SOURCE MATERIAL ::
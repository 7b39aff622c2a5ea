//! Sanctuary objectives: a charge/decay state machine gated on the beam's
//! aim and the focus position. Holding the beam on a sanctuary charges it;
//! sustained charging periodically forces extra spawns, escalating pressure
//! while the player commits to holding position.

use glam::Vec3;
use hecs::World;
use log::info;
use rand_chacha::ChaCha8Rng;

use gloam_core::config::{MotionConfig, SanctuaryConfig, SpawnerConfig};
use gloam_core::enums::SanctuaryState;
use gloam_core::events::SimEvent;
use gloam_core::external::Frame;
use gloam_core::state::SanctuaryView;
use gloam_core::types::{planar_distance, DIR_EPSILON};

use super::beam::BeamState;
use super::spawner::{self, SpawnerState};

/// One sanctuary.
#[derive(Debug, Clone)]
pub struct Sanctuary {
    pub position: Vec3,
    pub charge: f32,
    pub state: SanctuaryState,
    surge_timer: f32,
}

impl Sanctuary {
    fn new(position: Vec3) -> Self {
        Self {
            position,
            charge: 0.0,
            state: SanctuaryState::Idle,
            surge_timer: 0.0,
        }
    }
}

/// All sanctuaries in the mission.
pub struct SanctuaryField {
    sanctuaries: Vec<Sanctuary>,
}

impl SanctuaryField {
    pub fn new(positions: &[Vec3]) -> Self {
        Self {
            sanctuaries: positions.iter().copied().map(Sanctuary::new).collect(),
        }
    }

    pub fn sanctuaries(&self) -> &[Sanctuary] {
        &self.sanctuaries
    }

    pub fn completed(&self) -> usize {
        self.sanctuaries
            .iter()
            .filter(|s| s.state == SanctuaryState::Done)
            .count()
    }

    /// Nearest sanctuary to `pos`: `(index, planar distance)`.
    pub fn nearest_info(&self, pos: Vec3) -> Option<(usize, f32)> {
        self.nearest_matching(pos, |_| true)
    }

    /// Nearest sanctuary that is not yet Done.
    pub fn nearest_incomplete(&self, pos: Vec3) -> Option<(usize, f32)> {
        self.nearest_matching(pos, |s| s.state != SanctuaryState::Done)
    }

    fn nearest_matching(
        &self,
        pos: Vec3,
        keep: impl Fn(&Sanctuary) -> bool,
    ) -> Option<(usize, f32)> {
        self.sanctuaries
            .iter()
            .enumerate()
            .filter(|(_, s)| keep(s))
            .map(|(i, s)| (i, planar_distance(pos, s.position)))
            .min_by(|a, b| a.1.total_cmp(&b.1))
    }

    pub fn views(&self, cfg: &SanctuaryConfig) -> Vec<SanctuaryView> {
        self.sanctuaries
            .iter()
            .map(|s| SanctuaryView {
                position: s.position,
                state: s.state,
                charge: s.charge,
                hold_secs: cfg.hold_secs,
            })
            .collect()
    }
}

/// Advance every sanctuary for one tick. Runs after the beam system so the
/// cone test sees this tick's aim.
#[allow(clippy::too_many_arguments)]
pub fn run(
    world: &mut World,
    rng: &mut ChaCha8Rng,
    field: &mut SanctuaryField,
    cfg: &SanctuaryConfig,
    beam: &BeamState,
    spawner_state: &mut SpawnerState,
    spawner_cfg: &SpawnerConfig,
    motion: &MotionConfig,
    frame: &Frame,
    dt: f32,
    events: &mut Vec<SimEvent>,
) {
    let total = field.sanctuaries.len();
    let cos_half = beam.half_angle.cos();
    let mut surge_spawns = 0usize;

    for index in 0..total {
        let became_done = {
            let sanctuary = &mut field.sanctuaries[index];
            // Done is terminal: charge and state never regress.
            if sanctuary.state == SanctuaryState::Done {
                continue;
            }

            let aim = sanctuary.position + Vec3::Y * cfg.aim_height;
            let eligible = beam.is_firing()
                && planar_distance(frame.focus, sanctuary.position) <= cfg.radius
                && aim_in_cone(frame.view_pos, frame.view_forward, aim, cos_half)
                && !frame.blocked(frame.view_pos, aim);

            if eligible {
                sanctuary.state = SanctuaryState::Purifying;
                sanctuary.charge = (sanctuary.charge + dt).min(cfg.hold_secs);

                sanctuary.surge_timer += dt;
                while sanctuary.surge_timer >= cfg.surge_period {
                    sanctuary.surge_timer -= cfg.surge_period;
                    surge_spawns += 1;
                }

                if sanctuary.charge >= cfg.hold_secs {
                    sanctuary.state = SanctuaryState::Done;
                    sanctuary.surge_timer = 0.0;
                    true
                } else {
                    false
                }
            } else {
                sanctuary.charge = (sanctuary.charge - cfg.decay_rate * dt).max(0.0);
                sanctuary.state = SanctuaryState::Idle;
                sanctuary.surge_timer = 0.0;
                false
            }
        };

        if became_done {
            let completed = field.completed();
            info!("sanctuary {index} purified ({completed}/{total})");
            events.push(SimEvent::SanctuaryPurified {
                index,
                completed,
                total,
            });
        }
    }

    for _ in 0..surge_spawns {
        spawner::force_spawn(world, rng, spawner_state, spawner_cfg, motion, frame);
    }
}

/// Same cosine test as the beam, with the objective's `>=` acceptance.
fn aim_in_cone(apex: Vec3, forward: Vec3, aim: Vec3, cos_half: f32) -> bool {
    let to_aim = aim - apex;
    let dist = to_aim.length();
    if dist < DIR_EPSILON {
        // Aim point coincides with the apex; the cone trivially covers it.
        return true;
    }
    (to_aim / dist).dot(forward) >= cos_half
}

PROBLEM DESCRIPTION :: In the entries above, count each line containing the word "collect" and reply with only the count.

SOLUTION FOR THIS EXERCISE :: 2